** Opening DATA FOR THIS TASK block **
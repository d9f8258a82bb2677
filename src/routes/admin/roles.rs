use rocket::form::Form;
use rocket::response::Redirect;
use rocket::serde::json::Json;
use rocket::State;
use serde_json::{json, Value};

use super::{require_permission, AdminError};
use crate::db::DbPool;
use crate::models::activity::ActivityEntry;
use crate::models::role::{Permission, Role};
use crate::security::auth::{AuthGate, ClientInfo};

/// Every role with its granted permissions, plus the full permission list.
#[get("/roles")]
pub fn roles_list(pool: &State<DbPool>, gate: AuthGate) -> Result<Json<Value>, AdminError> {
    require_permission(pool, gate, "manage_roles")?;
    let roles: Vec<Value> = Role::list(pool)
        .into_iter()
        .map(|role| {
            let granted: Vec<String> = Role::permissions(pool, role.id)
                .into_iter()
                .map(|p| p.name)
                .collect();
            json!({ "id": role.id, "name": role.name, "permissions": granted })
        })
        .collect();
    Ok(Json(json!({ "roles": roles, "permissions": Permission::list(pool) })))
}

#[derive(Debug, FromForm)]
pub struct NameForm {
    pub name: String,
    pub description: Option<String>,
}

fn valid_name(raw: &str) -> Result<String, AdminError> {
    let name = raw.trim().to_lowercase();
    if name.is_empty() || !name.chars().all(|c| c.is_ascii_alphanumeric() || c == '_') {
        return Err(AdminError::BadRequest(
            "Names may only use letters, digits and underscores".to_string(),
        ));
    }
    Ok(name)
}

#[post("/roles", data = "<form>")]
pub fn role_create(
    pool: &State<DbPool>,
    gate: AuthGate,
    client: ClientInfo,
    form: Form<NameForm>,
) -> Result<Redirect, AdminError> {
    let session = require_permission(pool, gate, "manage_roles")?;
    let name = valid_name(&form.name)?;
    if Role::find_by_name(pool, &name).is_some() {
        return Err(AdminError::BadRequest(format!("Role '{}' already exists", name)));
    }
    let id = Role::create(pool, &name).map_err(|e| AdminError::internal("Creating the role", e))?;

    ActivityEntry::log(pool, session.user_id(), "role_create", Some("role"), Some(id), Some(&name), &client);
    Ok(Redirect::to("/admin/roles"))
}

#[post("/permissions", data = "<form>")]
pub fn permission_create(
    pool: &State<DbPool>,
    gate: AuthGate,
    client: ClientInfo,
    form: Form<NameForm>,
) -> Result<Redirect, AdminError> {
    let session = require_permission(pool, gate, "manage_roles")?;
    let name = valid_name(&form.name)?;
    if Permission::list(pool).iter().any(|p| p.name == name) {
        return Err(AdminError::BadRequest(format!("Permission '{}' already exists", name)));
    }
    let description = form.description.as_deref().map(str::trim).filter(|d| !d.is_empty());
    let id = Permission::create(pool, &name, description)
        .map_err(|e| AdminError::internal("Creating the permission", e))?;

    ActivityEntry::log(
        pool,
        session.user_id(),
        "permission_create",
        Some("permission"),
        Some(id),
        Some(&name),
        &client,
    );
    Ok(Redirect::to("/admin/roles"))
}

#[derive(Debug, FromForm)]
pub struct GrantForm {
    pub permission: String,
    pub granted: bool,
}

/// Grant or revoke one permission on a role.
#[post("/roles/<name>/permissions", data = "<form>")]
pub fn role_permission(
    pool: &State<DbPool>,
    gate: AuthGate,
    client: ClientInfo,
    name: &str,
    form: Form<GrantForm>,
) -> Result<Redirect, AdminError> {
    let session = require_permission(pool, gate, "manage_roles")?;
    let role = Role::find_by_name(pool, name).ok_or_else(|| AdminError::NotFound("Role not found".to_string()))?;
    let permission = form.permission.trim();
    if !Permission::list(pool).iter().any(|p| p.name == permission) {
        return Err(AdminError::BadRequest(format!("Unknown permission: {}", permission)));
    }

    let (action, result) = if form.granted {
        ("permission_grant", Role::grant(pool, role.id, permission))
    } else {
        ("permission_revoke", Role::revoke(pool, role.id, permission))
    };
    result.map_err(|e| AdminError::internal("Changing role permissions", e))?;

    ActivityEntry::log(
        pool,
        session.user_id(),
        action,
        Some("role"),
        Some(role.id),
        Some(&format!("{} {}", role.name, permission)),
        &client,
    );
    Ok(Redirect::to("/admin/roles"))
}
** Closing DATA FOR THIS TASK block **
> [PROBLEM DESCRIPTION]
Output every record verbatim.

> [RESPONSE TO THIS TASK]
repository d9f8258a82bb2677
filename src/routes/admin/roles.rs
use rocket::form::Form;
use rocket::response::Redirect;
use rocket::serde::json::Json;
use rocket::State;
use serde_json::{json, Value};

use super::{require_permission, AdminError};
use crate::db::DbPool;
use crate::models::activity::ActivityEntry;
use crate::models::role::{Permission, Role};
use crate::security::auth::{AuthGate, ClientInfo};

/// Every role with its granted permissions, plus the full permission list.
#[get("/roles")]
pub fn roles_list(pool: &State<DbPool>, gate: AuthGate) -> Result<Json<Value>, AdminError> {
    require_permission(pool, gate, "manage_roles")?;
    let roles: Vec<Value> = Role::list(pool)
        .into_iter()
        .map(|role| {
            let granted: Vec<String> = Role::permissions(pool, role.id)
                .into_iter()
                .map(|p| p.name)
                .collect();
            json!({ "id": role.id, "name": role.name, "permissions": granted })
        })
        .collect();
    Ok(Json(json!({ "roles": roles, "permissions": Permission::list(pool) })))
}

#[derive(Debug, FromForm)]
pub struct NameForm {
    pub name: String,
    pub description: Option<String>,
}

fn valid_name(raw: &str) -> Result<String, AdminError> {
    let name = raw.trim().to_lowercase();
    if name.is_empty() || !name.chars().all(|c| c.is_ascii_alphanumeric() || c == '_') {
        return Err(AdminError::BadRequest(
            "Names may only use letters, digits and underscores".to_string(),
        ));
    }
    Ok(name)
}

#[post("/roles", data = "<form>")]
pub fn role_create(
    pool: &State<DbPool>,
    gate: AuthGate,
    client: ClientInfo,
    form: Form<NameForm>,
) -> Result<Redirect, AdminError> {
    let session = require_permission(pool, gate, "manage_roles")?;
    let name = valid_name(&form.name)?;
    if Role::find_by_name(pool, &name).is_some() {
        return Err(AdminError::BadRequest(format!("Role '{}' already exists", name)));
    }
    let id = Role::create(pool, &name).map_err(|e| AdminError::internal("Creating the role", e))?;

    ActivityEntry::log(pool, session.user_id(), "role_create", Some("role"), Some(id), Some(&name), &client);
    Ok(Redirect::to("/admin/roles"))
}

#[post("/permissions", data = "<form>")]
pub fn permission_create(
    pool: &State<DbPool>,
    gate: AuthGate,
    client: ClientInfo,
    form: Form<NameForm>,
) -> Result<Redirect, AdminError> {
    let session = require_permission(pool, gate, "manage_roles")?;
    let name = valid_name(&form.name)?;
    if Permission::list(pool).iter().any(|p| p.name == name) {
        return Err(AdminError::BadRequest(format!("Permission '{}' already exists", name)));
    }
    let description = form.description.as_deref().map(str::trim).filter(|d| !d.is_empty());
    let id = Permission::create(pool, &name, description)
        .map_err(|e| AdminError::internal("Creating the permission", e))?;

    ActivityEntry::log(
        pool,
        session.user_id(),
        "permission_create",
        Some("permission"),
        Some(id),
        Some(&name),
        &client,
    );
    Ok(Redirect::to("/admin/roles"))
}

#[derive(Debug, FromForm)]
pub struct GrantForm {
    pub permission: String,
    pub granted: bool,
}

/// Grant or revoke one permission on a role.
#[post("/roles/<name>/permissions", data = "<form>")]
pub fn role_permission(
    pool: &State<DbPool>,
    gate: AuthGate,
    client: ClientInfo,
    name: &str,
    form: Form<GrantForm>,
) -> Result<Redirect, AdminError> {
    let session = require_permission(pool, gate, "manage_roles")?;
    let role = Role::find_by_name(pool, name).ok_or_else(|| AdminError::NotFound("Role not found".to_string()))?;
    let permission = form.permission.trim();
    if !Permission::list(pool).iter().any(|p| p.name == permission) {
        return Err(AdminError::BadRequest(format!("Unknown permission: {}", permission)));
    }

    let (action, result) = if form.granted {
        ("permission_grant", Role::grant(pool, role.id, permission))
    } else {
        ("permission_revoke", Role::revoke(pool, role.id, permission))
    };
    result.map_err(|e| AdminError::internal("Changing role permissions", e))?;

    ActivityEntry::log(
        pool,
        session.user_id(),
        action,
        Some("role"),
        Some(role.id),
        Some(&format!("{} {}", role.name, permission)),
        &client,
    );
    Ok(Redirect::to("/admin/roles"))
}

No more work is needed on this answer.